Tix, which trades on the Nasdaq, reported a 58 percent increase in revenue to $26.6 million for the quarter ended June 30, compared with $16.9 million for the same period last year. The company’s ticketing division reported a 39 percent revenue increase to $4.7 million, compared with $3.4 million for the same period last year. The company’s total net income for the quarter was $659,000, compared with a net loss of $1.2 million for the same quarter last year when Tix acquired the two production companies.

The boom times for Las Vegas lasted from 2002 to 2007. During that period, visitor counts increased by 12 percent, the average room rate increased by 72 percent and gaming revenue increased by 42 percent. Tourists were spending money on the lavish hotel rooms, celebrity-owned restaurants and other entertainment.

In the past, Las Vegas had been somewhat immune to economic weakness. Visitor counts dropped only by 2.3 percent from 2000 to the end of 2001, when the tech bust and post-Sept. 11 travel downturn hit most other cities much harder.

But the downturn that began last year has hit Las Vegas particularly hard. As fewer people are visiting the city, the average room rate has dropped 26 percent through July compared with the same period last year, and gaming revenue is down 13 percent.

Simulated beginnings

Francis, a former commercial real estate developer, started Tix in 1993. At the time, the company operated 3-D movie theaters outfitted with motion simulators. The theaters were spread across the United States and Canada.

Francis had spent a great deal of time in Las Vegas because the company’s flagship simulator was in Caesars Palace. After scoping out the environment, he came up with the idea to sell discount tickets to the shows playing in the city’s casinos and hotels in 2000, and launched the operation two years later.

“I recognized that we were good at ticket selling,” he said, “and that Las Vegas did not have the same-day discount ticket idea that existed in New York for Broadway ticket sales.”

The company gave up on 3-D motion simulation theaters in 2003, as the audiences for the attractions vanished.

Francis had started selling the discount tickets through a Tix wholly owned subsidiary Tix4Tonight, and the retail outposts became known for their distinctive red and yellow signs with a ripped ticket.

At the time, the company only sold tickets to 12 live shows. Now, the company sells tickets to more than 70 shows playing in Las Vegas, including several Cirque du Soleil productions.

Tix offers discounts of 25 percent to 50 percent. Producers of shows provide tickets that haven’t been sold as of the day the show. (The company even has tickets to shows that are billed as “sold out,” but at lower discounts.)

“On the same day of a show, if the producer has empty seats, they give that inventory to us,” Francis said. “And the producer gets a significant amount of revenue from what would otherwise be empty seats.”

Francis declined to disclose the percentage Tix takes from each ticket sold. However, according to the company’s most recent earnings report, the commissions and fees earned on the sale of discount tickets increased 53 percent to $19.5 million for the quarter ended June 30.

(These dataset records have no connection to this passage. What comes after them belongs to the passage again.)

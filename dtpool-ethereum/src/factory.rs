//! Facade over the factory contract: data-NFT deployment and datatoken
//! template management.

use alloy::{
    primitives::{Address, U256},
    sol_types::SolCall,
};
use dtpool_common::{models::TokenTemplate, ClientError};
use tracing::instrument;

use crate::{
    abi::{call_request, factory},
    rpc::EthereumRpcClient,
    tx::{Executed, TransactionExecutor, TxOptions, TxReceipt},
};

/// Parameters for deploying a new data-NFT.
#[derive(Debug, Clone)]
pub struct DataNftParams {
    pub name: String,
    pub symbol: String,
    pub template_index: u64,
    pub token_uri: String,
}

/// Client for the factory contract.
#[derive(Clone)]
pub struct FactoryClient {
    address: Address,
    rpc: EthereumRpcClient,
    executor: TransactionExecutor,
}

impl FactoryClient {
    pub fn new(address: Address, rpc: EthereumRpcClient, executor: TransactionExecutor) -> Self {
        Self { address, rpc, executor }
    }

    pub fn address(&self) -> Address {
        self.address
    }

    async fn read<C: SolCall>(&self, call: C) -> Result<C::Return, ClientError> {
        let request = call_request(None, self.address, call.abi_encode());
        let data = self
            .rpc
            .call(&request)
            .await
            .map_err(|e| ClientError::QueryFailed(format!("{} failed: {e}", C::SIGNATURE)))?;
        C::abi_decode_returns(&data)
            .map_err(|e| ClientError::QueryFailed(format!("undecodable {} answer: {e}", C::SIGNATURE)))
    }

    /// Deploys a new data-NFT and returns its address from the creation
    /// event.
    #[instrument(level = "debug", skip(self, params, options), fields(factory = %self.address, name = %params.name))]
    pub async fn deploy_data_nft(
        &self,
        params: &DataNftParams,
        options: &TxOptions,
    ) -> Result<Executed<Address>, ClientError> {
        let calldata = factory::deployERC721ContractCall {
            name: params.name.clone(),
            symbol: params.symbol.clone(),
            templateIndex: U256::from(params.template_index),
            tokenURI: params.token_uri.clone(),
        }
        .abi_encode();

        self.executor
            .execute(self.address, calldata, options)
            .await?
            .try_map(|receipt| {
                let event: factory::NFTCreated = receipt.decode_event()?;
                Ok(event.newTokenAddress)
            })
    }

    /// Registers a new datatoken template and returns its index.
    #[instrument(level = "debug", skip(self, options), fields(factory = %self.address))]
    pub async fn add_token_template(
        &self,
        template: Address,
        options: &TxOptions,
    ) -> Result<Executed<u64>, ClientError> {
        let calldata = factory::addTokenTemplateCall { templateAddress: template }.abi_encode();

        self.executor
            .execute(self.address, calldata, options)
            .await?
            .try_map(|receipt| {
                let event: factory::TemplateAdded = receipt.decode_event()?;
                u64::try_from(event.index).map_err(|_| {
                    ClientError::QueryFailed(format!(
                        "template index out of range: {}",
                        event.index
                    ))
                })
            })
    }

    pub async fn disable_token_template(
        &self,
        index: u64,
        options: &TxOptions,
    ) -> Result<Executed<TxReceipt>, ClientError> {
        let calldata = factory::disableTokenTemplateCall { index: U256::from(index) }.abi_encode();
        self.executor
            .execute(self.address, calldata, options)
            .await
    }

    pub async fn reactivate_token_template(
        &self,
        index: u64,
        options: &TxOptions,
    ) -> Result<Executed<TxReceipt>, ClientError> {
        let calldata =
            factory::reactivateTokenTemplateCall { index: U256::from(index) }.abi_encode();
        self.executor
            .execute(self.address, calldata, options)
            .await
    }

    /// Looks up a registered datatoken template by index.
    pub async fn token_template(&self, index: u64) -> Result<TokenTemplate, ClientError> {
        let result = self
            .read(factory::getTokenTemplateCall { index: U256::from(index) })
            .await?;
        Ok(TokenTemplate { address: result.templateAddress, is_active: result.isActive })
    }

    /// Number of registered datatoken templates.
    pub async fn template_count(&self) -> Result<u64, ClientError> {
        let count = self
            .read(factory::getCurrentTemplateCountCall {})
            .await?;
        u64::try_from(count)
            .map_err(|_| ClientError::QueryFailed(format!("template count out of range: {count}")))
    }
}
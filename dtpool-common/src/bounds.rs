//! Reserve-derived ceilings on trade and liquidity size.
//!
//! The pool contract enforces hard per-operation limits as a fraction of the
//! relevant token's reserve. Computing the same limit client-side lets a
//! request fail fast instead of paying for a submission that will revert.
//! The fractions are configuration: they must mirror the deployed contract's
//! own constants exactly, and deployments may differ per operation.

use std::fmt;

use bigdecimal::BigDecimal;
use num_bigint::BigInt;
use serde::{Deserialize, Serialize};

use crate::errors::ClientError;

/// Which per-operation limit a bound check is mirroring.
#[derive(Debug, Clone, Copy, PartialEq, Eq, Serialize, Deserialize)]
pub enum BoundKind {
    SwapExactIn,
    SwapExactOut,
    AddLiquidity,
    RemoveLiquidity,
}

impl fmt::Display for BoundKind {
    fn fmt(&self, f: &mut fmt::Formatter<'_>) -> fmt::Result {
        let name = match self {
            BoundKind::SwapExactIn => "swap-exact-in",
            BoundKind::SwapExactOut => "swap-exact-out",
            BoundKind::AddLiquidity => "add-liquidity",
            BoundKind::RemoveLiquidity => "remove-liquidity",
        };
        write!(f, "{name}")
    }
}

/// The per-operation reserve fractions.
///
/// Defaults follow the weighted-pool hard limits: inbound amounts (tokens
/// entering the pool) are capped at 1/2 of the reserve, outbound amounts at
/// 1/3, both expressed as exact 18-decimal constants the way the contract
/// stores them.
#[derive(Debug, Clone, PartialEq, Serialize, Deserialize)]
pub struct BoundsConfig {
    pub max_swap_in_ratio: BigDecimal,
    pub max_swap_out_ratio: BigDecimal,
    pub max_add_liquidity_ratio: BigDecimal,
    pub max_remove_liquidity_ratio: BigDecimal,
}

impl Default for BoundsConfig {
    fn default() -> Self {
        // 0.5 and 0.333333333333333333 (the contract's 1/3 at 18 decimals).
        let half = BigDecimal::new(BigInt::from(5), 1);
        let third = BigDecimal::new(BigInt::from(333_333_333_333_333_333u64), 18);
        Self {
            max_swap_in_ratio: half.clone(),
            max_swap_out_ratio: third.clone(),
            max_add_liquidity_ratio: half,
            max_remove_liquidity_ratio: third,
        }
    }
}

impl BoundsConfig {
    fn ratio(&self, kind: BoundKind) -> &BigDecimal {
        match kind {
            BoundKind::SwapExactIn => &self.max_swap_in_ratio,
            BoundKind::SwapExactOut => &self.max_swap_out_ratio,
            BoundKind::AddLiquidity => &self.max_add_liquidity_ratio,
            BoundKind::RemoveLiquidity => &self.max_remove_liquidity_ratio,
        }
    }

    /// The maximum amount the given operation may move, derived from the
    /// token's current reserve in the pool.
    ///
    /// Pure arithmetic over a snapshot: reserves change with every confirmed
    /// trade, so the result must be recomputed from a fresh reserve read
    /// immediately before each mutating call, never cached.
    pub fn max_amount(&self, kind: BoundKind, reserve: &BigDecimal) -> BigDecimal {
        reserve * self.ratio(kind)
    }

    /// Fails with [`ClientError::AmountExceedsBound`] when `amount` is larger
    /// than the derived maximum, carrying the bound for the caller to retry
    /// against.
    pub fn ensure_within(
        &self,
        kind: BoundKind,
        amount: &BigDecimal,
        reserve: &BigDecimal,
    ) -> Result<(), ClientError> {
        let bound = self.max_amount(kind, reserve);
        if amount > &bound {
            return Err(ClientError::AmountExceedsBound {
                kind,
                amount: amount.clone(),
                bound,
            });
        }
        Ok(())
    }
}
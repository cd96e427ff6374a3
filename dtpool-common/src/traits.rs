use alloy::primitives::Address;
use async_trait::async_trait;

use crate::{errors::ClientError, models::Wei};

/// Supplies the gas price a submission should pay.
///
/// Queried fresh on every submission; implementations must not cache across
/// calls, since the fair price drifts with network conditions.
#[async_trait]
pub trait GasPricePolicy: Send + Sync {
    async fn fair_gas_price(&self) -> Result<Wei, ClientError>;
}

/// Resolves a token's decimal precision when the caller does not supply one.
#[async_trait]
pub trait DecimalsOracle: Send + Sync {
    async fn decimals(&self, token: Address) -> Result<u32, ClientError>;
}
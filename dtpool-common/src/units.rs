//! Exact conversion between human-readable decimal amounts and the integer
//! base-unit ("wei"-style) representation a token contract uses.
//!
//! All arithmetic is arbitrary-precision decimal. Native floats cannot
//! represent values scaled by 10^18 exactly, so they never appear here.

use alloy::primitives::U256;
use bigdecimal::{BigDecimal, RoundingMode, Zero};
use num_bigint::{BigInt, Sign};

use crate::errors::ClientError;

/// Largest decimal precision for which one whole token still fits in 256
/// bits (10^77 < 2^256).
pub const MAX_DECIMALS: u32 = 77;

fn check_decimals(decimals: u32) -> Result<(), ClientError> {
    if decimals > MAX_DECIMALS {
        return Err(ClientError::InvalidDecimals(format!(
            "{decimals} exceeds the supported maximum of {MAX_DECIMALS}"
        )));
    }
    Ok(())
}

/// Converts a display amount to integer base units at the given precision.
///
/// Exact for amounts representable at `decimals`; anything finer is truncated
/// toward zero so the conversion never authorizes more than was requested.
/// Negative amounts and results that overflow 256 bits are rejected.
pub fn to_base_units(amount: &BigDecimal, decimals: u32) -> Result<U256, ClientError> {
    check_decimals(decimals)?;
    if amount < &BigDecimal::zero() {
        return Err(ClientError::InvalidAmount(format!("amount {amount} is negative")));
    }

    // BigDecimal::new interprets a negative scale as multiplication by 10^|scale|.
    let scale_factor = BigDecimal::new(BigInt::from(1), -(decimals as i64));
    let scaled = (amount * scale_factor).with_scale_round(0, RoundingMode::Down);
    let (int, _) = scaled.into_bigint_and_exponent();

    let uint = int
        .to_biguint()
        .ok_or_else(|| ClientError::InvalidAmount(format!("amount {amount} is negative")))?;
    let bytes = uint.to_bytes_be();
    if bytes.len() > 32 {
        return Err(ClientError::InvalidAmount(format!(
            "amount {amount} at {decimals} decimals does not fit in 256 bits"
        )));
    }
    Ok(U256::from_be_slice(&bytes))
}

/// Converts integer base units back to a display amount at the given
/// precision. Loss-free: the full 256-bit value is preserved.
pub fn from_base_units(units: U256, decimals: u32) -> Result<BigDecimal, ClientError> {
    check_decimals(decimals)?;
    let int = BigInt::from_bytes_be(Sign::Plus, &units.to_be_bytes::<32>());
    Ok(BigDecimal::new(int, decimals as i64))
}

Those numbers exclude Tix’s newer lines of business – golf packages and restaurant deals. Now, when customers come to Tix4Tonight’s retail outlet to book tickets for a show, they can also purchase discount coupons for local restaurants, including 50 percent off entrees, 25 percent of an entire bill or 30 percent to 50 percent off regular buffet prices.

Also, Tix started producing live entertainment shows last year, when it acquired production companies Magic Arts and Entertainment LLC and NewSpace Entertainment. The company produced a Beatles show, “Rain,” and the “101 Dalmatians Musical,” is scheduled to debut Oct. 13 in Minneapolis. Tix also sells branded merchandise for its own live shows and exhibits produced by others, including items for the touring “Tutankhamun: The Golden King and the Great Pharaohs.”

And, of course, Tix is the official vendor for the shows it produces.

“Our whole philosophy in having the three divisions is that they all support each other,” Francis said. “When we take on another business segment, it has to fit into the rest of the company.”